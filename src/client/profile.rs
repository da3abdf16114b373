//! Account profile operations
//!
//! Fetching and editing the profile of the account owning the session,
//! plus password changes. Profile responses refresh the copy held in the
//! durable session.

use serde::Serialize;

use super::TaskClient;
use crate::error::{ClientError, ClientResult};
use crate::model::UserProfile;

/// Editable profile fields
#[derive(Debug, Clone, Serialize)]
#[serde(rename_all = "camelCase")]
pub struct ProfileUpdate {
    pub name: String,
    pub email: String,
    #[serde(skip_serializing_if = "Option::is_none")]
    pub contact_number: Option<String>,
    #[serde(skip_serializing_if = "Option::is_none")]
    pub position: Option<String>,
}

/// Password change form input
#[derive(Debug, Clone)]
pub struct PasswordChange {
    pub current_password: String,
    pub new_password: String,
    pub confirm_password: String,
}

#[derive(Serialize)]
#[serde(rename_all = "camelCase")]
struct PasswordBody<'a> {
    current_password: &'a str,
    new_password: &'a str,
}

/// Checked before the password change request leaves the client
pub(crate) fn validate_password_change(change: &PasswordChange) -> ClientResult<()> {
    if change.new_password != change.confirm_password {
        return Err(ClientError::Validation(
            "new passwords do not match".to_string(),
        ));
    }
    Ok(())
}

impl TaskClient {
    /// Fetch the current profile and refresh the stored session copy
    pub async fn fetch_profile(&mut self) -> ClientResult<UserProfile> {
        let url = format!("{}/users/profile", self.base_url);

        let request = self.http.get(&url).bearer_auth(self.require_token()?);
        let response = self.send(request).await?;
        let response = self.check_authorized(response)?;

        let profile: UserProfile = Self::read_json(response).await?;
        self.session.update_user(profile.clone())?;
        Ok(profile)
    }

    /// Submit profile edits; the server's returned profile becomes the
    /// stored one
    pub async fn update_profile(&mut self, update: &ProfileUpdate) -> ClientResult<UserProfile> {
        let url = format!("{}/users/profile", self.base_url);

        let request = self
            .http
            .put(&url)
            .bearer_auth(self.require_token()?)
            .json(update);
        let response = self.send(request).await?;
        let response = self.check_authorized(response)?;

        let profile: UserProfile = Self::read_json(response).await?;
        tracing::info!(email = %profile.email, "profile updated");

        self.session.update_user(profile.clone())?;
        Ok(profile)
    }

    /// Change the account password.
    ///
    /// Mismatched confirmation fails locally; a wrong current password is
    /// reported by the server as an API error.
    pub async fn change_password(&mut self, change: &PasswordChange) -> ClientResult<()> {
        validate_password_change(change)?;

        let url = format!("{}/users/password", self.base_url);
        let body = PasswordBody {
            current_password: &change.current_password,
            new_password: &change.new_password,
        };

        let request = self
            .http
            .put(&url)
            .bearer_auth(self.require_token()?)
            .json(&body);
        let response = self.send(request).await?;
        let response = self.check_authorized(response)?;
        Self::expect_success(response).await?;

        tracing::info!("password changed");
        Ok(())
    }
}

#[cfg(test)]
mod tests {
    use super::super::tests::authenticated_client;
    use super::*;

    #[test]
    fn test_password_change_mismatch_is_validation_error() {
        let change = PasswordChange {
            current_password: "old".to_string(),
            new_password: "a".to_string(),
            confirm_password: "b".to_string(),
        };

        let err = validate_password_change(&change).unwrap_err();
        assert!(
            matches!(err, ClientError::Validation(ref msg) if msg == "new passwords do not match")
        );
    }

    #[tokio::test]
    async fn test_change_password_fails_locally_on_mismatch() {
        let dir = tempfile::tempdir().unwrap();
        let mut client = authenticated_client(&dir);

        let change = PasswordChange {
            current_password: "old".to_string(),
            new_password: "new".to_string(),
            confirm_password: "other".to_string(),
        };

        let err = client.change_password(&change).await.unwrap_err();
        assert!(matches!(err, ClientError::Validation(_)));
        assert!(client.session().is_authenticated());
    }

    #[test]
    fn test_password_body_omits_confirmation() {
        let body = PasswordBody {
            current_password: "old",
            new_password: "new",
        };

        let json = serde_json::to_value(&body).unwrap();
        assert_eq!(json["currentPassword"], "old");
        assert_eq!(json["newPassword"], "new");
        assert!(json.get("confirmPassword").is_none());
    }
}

...

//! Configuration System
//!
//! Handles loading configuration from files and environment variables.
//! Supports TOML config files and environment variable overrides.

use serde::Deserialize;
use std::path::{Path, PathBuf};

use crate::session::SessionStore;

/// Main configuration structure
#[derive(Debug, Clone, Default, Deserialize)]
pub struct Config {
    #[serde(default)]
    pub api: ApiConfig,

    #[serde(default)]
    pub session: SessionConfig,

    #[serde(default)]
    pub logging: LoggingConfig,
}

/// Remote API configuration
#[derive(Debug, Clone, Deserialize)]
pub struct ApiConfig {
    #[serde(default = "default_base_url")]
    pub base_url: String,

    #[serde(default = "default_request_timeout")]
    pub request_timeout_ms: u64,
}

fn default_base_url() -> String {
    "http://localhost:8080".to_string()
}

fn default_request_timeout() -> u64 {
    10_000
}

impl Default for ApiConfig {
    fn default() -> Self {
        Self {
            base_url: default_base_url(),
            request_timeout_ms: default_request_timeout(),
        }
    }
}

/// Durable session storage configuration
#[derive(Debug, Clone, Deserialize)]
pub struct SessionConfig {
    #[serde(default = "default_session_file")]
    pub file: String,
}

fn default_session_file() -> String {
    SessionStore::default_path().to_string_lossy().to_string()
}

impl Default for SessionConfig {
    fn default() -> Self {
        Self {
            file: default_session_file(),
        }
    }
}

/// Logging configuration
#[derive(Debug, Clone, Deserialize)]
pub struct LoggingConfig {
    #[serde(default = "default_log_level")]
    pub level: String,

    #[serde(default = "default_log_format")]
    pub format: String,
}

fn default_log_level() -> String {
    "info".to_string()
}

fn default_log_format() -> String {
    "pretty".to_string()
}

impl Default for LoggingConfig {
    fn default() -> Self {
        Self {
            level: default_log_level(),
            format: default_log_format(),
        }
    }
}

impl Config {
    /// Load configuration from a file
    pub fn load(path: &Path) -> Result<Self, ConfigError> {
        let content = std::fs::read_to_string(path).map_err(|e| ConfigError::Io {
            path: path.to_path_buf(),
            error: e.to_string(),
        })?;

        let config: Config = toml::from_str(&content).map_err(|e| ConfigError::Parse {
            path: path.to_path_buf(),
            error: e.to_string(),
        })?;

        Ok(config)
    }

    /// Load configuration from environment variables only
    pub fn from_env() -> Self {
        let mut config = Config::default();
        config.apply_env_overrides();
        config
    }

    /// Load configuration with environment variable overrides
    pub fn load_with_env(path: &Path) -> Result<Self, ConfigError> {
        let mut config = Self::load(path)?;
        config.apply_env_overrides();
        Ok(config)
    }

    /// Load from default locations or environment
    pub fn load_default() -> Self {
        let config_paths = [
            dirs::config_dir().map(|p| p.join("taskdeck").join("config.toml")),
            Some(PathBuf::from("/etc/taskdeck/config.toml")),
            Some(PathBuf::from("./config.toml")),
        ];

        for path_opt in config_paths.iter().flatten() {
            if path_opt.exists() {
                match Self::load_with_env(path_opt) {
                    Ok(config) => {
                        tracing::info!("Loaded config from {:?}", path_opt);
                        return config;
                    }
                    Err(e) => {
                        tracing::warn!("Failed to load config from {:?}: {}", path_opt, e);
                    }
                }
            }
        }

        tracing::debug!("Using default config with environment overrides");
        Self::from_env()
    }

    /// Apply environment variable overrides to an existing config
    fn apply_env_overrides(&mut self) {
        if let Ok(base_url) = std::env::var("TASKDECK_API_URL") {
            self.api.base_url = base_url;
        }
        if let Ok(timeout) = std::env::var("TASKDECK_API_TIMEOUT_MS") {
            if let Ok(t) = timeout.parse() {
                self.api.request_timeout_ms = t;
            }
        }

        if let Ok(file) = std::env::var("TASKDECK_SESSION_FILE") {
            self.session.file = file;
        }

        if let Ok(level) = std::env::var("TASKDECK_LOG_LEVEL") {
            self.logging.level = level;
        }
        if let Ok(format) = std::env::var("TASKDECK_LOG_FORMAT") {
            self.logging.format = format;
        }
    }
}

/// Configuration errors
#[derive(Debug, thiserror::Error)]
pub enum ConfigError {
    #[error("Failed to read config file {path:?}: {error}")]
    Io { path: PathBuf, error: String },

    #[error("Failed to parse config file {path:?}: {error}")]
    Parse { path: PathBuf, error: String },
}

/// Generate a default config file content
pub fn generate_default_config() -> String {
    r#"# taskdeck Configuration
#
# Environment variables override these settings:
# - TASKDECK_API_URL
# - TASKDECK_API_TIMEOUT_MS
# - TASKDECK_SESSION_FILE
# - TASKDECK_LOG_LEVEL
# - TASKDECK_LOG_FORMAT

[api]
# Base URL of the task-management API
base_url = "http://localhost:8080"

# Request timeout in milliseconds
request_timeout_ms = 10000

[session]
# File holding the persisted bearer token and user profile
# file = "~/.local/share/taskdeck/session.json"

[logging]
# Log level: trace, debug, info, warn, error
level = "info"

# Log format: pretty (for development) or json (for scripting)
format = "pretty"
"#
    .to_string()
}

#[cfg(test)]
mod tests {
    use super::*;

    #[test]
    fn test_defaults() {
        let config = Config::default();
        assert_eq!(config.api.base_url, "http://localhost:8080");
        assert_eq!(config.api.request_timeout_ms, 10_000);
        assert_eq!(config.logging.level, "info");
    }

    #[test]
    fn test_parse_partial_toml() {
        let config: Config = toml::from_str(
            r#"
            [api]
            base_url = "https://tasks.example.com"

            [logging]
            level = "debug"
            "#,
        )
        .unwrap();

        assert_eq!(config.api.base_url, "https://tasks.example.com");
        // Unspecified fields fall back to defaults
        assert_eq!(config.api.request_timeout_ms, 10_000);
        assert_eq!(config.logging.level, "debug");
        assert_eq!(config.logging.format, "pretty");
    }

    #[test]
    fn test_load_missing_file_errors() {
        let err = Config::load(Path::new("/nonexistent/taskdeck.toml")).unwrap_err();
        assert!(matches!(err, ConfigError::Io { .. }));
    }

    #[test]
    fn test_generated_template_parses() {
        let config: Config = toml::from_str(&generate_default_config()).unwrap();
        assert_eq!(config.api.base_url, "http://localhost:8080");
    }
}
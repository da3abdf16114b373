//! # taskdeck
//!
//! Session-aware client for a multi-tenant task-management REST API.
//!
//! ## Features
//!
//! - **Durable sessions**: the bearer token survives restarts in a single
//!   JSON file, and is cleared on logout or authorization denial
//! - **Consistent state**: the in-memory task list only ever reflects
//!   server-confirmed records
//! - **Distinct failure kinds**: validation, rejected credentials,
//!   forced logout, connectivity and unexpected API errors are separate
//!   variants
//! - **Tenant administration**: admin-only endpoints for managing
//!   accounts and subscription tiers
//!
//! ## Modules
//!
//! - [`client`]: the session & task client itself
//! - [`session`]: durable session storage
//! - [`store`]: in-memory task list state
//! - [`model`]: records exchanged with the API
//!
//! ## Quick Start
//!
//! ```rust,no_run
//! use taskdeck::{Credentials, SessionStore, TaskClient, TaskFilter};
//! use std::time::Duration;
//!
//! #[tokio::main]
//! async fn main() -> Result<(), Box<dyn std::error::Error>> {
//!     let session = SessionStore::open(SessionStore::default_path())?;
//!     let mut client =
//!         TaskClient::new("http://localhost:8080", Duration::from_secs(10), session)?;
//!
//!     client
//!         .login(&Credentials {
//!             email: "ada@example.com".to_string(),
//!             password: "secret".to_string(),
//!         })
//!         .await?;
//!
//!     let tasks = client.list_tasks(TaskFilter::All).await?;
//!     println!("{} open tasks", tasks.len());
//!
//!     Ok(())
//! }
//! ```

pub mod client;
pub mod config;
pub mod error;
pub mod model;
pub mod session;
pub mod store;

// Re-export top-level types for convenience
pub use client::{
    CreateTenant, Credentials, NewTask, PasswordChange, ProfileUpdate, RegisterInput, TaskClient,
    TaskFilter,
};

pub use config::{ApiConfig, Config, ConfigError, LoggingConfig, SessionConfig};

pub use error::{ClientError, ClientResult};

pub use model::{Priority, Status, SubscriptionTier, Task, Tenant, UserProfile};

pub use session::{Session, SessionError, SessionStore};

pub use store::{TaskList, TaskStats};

...

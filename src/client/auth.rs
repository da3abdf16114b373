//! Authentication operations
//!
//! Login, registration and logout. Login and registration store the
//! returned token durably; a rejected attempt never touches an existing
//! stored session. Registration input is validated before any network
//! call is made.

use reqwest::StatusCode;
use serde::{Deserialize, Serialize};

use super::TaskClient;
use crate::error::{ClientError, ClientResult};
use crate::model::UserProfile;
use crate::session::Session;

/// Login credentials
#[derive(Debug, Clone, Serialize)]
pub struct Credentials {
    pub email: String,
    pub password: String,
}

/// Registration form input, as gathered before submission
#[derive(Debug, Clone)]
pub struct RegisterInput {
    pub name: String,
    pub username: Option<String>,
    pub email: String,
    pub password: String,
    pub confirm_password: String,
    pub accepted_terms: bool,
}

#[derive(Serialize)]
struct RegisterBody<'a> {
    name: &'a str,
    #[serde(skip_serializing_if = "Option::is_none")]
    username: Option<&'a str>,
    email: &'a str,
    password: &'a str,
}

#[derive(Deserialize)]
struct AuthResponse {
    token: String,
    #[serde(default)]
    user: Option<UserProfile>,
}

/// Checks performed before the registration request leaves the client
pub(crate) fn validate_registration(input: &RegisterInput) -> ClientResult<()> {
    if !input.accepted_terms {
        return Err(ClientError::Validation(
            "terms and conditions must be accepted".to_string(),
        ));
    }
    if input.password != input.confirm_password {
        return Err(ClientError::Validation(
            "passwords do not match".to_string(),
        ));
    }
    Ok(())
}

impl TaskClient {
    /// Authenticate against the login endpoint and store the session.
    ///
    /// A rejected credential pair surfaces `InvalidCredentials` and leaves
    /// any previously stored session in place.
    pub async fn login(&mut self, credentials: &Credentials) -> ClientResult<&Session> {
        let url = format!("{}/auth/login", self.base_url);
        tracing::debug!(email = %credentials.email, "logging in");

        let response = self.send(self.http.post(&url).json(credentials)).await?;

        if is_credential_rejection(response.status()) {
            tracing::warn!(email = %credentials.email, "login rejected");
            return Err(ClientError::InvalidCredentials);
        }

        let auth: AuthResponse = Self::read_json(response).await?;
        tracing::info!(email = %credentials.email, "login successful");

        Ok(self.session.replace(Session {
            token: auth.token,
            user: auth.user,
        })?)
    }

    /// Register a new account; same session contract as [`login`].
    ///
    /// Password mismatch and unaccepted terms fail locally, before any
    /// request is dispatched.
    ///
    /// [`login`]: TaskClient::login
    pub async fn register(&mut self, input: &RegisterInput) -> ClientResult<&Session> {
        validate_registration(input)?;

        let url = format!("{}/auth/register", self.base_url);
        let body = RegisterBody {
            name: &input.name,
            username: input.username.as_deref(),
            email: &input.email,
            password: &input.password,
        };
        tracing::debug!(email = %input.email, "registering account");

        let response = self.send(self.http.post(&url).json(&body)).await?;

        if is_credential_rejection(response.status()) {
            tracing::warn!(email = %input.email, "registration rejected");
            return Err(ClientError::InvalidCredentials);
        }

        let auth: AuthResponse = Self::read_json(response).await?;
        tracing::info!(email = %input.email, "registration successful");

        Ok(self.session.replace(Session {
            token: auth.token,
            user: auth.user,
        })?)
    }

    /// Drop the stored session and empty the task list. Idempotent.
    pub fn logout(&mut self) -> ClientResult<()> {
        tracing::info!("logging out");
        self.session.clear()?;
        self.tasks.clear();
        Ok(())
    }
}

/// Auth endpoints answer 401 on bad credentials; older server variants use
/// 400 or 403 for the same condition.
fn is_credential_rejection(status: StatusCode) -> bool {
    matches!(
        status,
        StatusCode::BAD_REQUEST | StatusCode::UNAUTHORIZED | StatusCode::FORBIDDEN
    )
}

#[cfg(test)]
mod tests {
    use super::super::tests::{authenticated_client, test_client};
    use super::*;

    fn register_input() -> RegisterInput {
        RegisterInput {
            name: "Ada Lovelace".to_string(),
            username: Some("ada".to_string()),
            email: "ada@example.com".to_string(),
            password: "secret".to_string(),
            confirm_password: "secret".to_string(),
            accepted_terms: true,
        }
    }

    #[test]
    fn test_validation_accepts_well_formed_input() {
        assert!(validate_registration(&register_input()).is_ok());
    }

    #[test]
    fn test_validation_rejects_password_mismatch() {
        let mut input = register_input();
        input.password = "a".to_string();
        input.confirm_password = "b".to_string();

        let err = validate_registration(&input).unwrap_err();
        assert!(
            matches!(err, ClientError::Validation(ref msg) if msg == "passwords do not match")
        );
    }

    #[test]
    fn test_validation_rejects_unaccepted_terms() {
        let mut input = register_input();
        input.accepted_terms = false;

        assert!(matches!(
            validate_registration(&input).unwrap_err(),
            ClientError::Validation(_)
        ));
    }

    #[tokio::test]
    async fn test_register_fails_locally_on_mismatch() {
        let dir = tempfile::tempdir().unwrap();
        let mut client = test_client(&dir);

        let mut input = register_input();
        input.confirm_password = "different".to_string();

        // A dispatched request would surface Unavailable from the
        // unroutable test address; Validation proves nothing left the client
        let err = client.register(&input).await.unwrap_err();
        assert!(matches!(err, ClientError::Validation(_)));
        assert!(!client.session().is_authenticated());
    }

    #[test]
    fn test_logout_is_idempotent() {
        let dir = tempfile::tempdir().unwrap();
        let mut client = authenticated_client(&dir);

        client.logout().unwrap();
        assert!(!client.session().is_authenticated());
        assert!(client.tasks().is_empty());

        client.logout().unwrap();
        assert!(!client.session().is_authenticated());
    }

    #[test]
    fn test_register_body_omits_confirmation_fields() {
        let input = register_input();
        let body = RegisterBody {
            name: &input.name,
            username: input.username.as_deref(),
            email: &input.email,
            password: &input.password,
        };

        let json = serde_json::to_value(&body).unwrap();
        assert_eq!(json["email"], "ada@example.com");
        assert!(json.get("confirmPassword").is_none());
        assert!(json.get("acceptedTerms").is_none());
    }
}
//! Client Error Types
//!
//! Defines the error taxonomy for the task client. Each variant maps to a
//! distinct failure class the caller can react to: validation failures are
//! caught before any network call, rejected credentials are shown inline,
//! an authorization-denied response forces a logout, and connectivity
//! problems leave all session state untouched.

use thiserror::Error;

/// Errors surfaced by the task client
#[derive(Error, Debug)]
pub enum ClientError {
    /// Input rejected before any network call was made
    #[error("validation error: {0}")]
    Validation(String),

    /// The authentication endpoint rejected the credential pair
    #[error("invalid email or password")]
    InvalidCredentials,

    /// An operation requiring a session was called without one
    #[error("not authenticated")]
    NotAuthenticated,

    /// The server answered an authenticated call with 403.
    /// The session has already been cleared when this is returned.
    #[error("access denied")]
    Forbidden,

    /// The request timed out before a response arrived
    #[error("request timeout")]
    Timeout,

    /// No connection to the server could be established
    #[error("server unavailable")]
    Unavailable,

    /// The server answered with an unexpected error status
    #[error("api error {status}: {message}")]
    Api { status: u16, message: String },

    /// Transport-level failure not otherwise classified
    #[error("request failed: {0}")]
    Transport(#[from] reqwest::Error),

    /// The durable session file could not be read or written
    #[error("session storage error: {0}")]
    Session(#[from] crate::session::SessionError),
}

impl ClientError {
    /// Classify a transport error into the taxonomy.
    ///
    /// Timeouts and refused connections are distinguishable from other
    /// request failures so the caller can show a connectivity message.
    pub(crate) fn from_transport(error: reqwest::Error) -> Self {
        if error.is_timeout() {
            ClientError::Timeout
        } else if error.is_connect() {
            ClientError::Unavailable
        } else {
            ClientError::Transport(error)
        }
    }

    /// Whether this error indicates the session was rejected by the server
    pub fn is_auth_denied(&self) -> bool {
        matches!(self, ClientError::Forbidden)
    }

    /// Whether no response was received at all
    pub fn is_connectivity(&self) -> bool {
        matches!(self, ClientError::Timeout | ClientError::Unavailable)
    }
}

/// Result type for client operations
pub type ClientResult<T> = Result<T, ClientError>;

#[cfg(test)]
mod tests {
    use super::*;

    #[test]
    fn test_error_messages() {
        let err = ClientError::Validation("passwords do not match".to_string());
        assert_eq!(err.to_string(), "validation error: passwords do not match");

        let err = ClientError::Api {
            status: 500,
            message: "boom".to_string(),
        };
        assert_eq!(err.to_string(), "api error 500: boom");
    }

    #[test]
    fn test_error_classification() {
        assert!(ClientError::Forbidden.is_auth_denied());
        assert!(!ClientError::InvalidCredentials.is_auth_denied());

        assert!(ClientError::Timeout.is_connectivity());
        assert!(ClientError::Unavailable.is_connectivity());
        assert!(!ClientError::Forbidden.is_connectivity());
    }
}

--- WHAT YOU SHOULD DO ---
From the entries, report each line that includes the word "taxonomy".

--- PROBLEM SOLUTION ---
//! Defines the error taxonomy for the task client. Each variant maps to a
    /// Classify a transport error into the taxonomy.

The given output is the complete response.